Top of PROVIDED RECORDS
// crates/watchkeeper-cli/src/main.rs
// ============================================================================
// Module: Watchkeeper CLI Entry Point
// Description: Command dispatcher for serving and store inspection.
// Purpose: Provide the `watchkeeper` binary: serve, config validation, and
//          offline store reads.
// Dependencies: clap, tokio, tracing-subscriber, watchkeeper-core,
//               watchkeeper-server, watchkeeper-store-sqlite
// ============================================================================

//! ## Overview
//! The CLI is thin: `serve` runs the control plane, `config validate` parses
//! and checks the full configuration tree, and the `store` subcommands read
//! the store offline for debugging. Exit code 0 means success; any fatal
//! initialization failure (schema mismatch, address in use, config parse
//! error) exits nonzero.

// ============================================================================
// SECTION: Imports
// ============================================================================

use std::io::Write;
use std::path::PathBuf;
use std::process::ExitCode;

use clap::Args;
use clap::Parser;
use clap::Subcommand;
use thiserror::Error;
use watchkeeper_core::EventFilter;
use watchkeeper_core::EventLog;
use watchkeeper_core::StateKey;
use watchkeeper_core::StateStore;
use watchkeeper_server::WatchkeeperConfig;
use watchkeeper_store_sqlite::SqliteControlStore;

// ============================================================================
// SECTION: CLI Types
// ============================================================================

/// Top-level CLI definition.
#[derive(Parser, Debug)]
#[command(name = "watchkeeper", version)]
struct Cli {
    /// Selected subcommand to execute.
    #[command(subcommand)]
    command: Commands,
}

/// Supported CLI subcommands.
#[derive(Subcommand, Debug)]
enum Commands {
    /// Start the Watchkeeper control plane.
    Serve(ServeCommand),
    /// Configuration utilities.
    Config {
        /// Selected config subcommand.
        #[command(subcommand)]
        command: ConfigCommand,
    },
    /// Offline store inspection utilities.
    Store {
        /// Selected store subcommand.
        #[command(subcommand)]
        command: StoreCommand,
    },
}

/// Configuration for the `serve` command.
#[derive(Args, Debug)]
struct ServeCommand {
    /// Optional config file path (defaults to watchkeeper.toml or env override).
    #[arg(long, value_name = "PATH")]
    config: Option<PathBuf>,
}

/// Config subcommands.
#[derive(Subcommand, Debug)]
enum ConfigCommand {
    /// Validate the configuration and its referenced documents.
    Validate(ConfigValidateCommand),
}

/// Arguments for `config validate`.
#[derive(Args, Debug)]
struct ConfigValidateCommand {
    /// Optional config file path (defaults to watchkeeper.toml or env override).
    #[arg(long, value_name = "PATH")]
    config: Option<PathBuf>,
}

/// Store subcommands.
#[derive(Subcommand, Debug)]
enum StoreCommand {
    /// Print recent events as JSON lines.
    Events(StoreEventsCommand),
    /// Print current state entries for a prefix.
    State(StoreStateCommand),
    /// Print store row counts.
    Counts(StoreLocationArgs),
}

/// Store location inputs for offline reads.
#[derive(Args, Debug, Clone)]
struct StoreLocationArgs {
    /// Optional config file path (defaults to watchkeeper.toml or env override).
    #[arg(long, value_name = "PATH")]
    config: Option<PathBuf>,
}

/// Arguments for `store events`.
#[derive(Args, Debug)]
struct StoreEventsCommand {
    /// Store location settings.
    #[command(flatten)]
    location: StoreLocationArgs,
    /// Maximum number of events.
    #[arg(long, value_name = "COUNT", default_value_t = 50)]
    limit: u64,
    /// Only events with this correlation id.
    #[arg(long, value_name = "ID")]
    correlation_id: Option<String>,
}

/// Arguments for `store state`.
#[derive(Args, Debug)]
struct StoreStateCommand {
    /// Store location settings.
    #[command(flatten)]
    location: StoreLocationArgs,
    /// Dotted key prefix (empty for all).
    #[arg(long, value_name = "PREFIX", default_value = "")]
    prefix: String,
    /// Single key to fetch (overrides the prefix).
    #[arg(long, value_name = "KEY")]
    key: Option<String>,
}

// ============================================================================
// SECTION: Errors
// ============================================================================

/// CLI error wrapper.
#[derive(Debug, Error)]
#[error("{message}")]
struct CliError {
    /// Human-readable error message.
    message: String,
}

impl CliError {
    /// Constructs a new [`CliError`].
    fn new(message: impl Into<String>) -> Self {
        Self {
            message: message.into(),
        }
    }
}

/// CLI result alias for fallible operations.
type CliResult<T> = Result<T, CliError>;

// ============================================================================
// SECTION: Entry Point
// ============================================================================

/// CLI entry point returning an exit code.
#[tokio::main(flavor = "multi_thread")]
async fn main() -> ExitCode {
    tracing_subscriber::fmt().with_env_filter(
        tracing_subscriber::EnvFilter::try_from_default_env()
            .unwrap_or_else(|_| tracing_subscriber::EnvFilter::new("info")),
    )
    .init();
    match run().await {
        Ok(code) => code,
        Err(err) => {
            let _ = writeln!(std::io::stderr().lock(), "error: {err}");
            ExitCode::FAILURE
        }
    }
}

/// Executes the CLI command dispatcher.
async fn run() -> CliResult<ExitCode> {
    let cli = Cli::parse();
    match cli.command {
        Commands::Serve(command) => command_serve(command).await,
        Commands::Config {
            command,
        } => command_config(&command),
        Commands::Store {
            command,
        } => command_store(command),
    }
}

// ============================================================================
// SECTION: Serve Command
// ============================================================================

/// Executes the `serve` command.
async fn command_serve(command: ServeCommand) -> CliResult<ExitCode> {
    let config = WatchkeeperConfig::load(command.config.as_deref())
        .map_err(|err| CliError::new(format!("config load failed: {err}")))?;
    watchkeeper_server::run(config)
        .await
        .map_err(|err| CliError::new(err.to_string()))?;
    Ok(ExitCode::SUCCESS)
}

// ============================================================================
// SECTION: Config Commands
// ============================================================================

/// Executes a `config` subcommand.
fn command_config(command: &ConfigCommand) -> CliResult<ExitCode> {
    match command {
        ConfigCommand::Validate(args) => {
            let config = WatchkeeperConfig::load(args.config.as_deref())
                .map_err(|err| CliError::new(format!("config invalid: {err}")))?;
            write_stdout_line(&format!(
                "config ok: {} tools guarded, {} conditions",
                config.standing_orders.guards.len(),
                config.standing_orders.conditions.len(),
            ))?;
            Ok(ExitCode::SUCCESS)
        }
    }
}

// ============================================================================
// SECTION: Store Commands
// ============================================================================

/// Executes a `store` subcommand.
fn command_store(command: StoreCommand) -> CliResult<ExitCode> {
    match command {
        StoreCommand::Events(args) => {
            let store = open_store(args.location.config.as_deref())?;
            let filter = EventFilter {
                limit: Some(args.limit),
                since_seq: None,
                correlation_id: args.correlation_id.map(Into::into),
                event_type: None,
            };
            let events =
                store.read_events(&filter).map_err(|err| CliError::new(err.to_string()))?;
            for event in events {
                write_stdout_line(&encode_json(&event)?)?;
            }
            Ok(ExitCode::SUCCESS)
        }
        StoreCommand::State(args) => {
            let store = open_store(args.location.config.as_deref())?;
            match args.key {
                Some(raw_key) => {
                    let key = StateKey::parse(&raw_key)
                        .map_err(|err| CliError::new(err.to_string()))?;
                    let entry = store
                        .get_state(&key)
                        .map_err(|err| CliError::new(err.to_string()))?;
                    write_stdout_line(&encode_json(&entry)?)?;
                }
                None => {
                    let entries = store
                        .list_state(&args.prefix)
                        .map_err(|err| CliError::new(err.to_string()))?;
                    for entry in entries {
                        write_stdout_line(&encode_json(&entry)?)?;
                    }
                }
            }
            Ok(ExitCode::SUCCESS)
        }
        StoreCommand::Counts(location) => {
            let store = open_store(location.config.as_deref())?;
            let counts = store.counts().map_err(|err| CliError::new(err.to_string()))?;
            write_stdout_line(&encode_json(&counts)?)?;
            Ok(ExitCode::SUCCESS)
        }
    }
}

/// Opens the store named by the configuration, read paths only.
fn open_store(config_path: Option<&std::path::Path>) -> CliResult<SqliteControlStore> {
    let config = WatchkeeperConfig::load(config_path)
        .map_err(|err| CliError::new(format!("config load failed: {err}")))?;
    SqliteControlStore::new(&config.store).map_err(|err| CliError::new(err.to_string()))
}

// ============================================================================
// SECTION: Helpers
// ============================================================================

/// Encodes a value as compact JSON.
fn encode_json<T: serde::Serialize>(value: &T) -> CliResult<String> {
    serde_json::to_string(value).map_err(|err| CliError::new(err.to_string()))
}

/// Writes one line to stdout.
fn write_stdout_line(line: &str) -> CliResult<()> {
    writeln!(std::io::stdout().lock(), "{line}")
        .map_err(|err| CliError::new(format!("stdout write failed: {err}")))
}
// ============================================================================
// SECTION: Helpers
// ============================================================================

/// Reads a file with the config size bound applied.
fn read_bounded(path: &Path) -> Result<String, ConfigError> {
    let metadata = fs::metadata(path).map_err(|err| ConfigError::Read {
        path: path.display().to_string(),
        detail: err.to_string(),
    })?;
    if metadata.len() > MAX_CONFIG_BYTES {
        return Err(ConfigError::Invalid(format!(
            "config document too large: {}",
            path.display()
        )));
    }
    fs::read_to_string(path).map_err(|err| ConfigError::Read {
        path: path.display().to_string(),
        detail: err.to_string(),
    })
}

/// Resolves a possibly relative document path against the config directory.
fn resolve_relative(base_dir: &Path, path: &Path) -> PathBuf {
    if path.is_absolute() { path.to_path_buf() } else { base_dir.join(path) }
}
Bottom of PROVIDED RECORDS
From the records above, pull out each line that has "clap".

// Dependencies: clap, tokio, tracing-subscriber, watchkeeper-core,
use clap::Args;
use clap::Parser;
use clap::Subcommand;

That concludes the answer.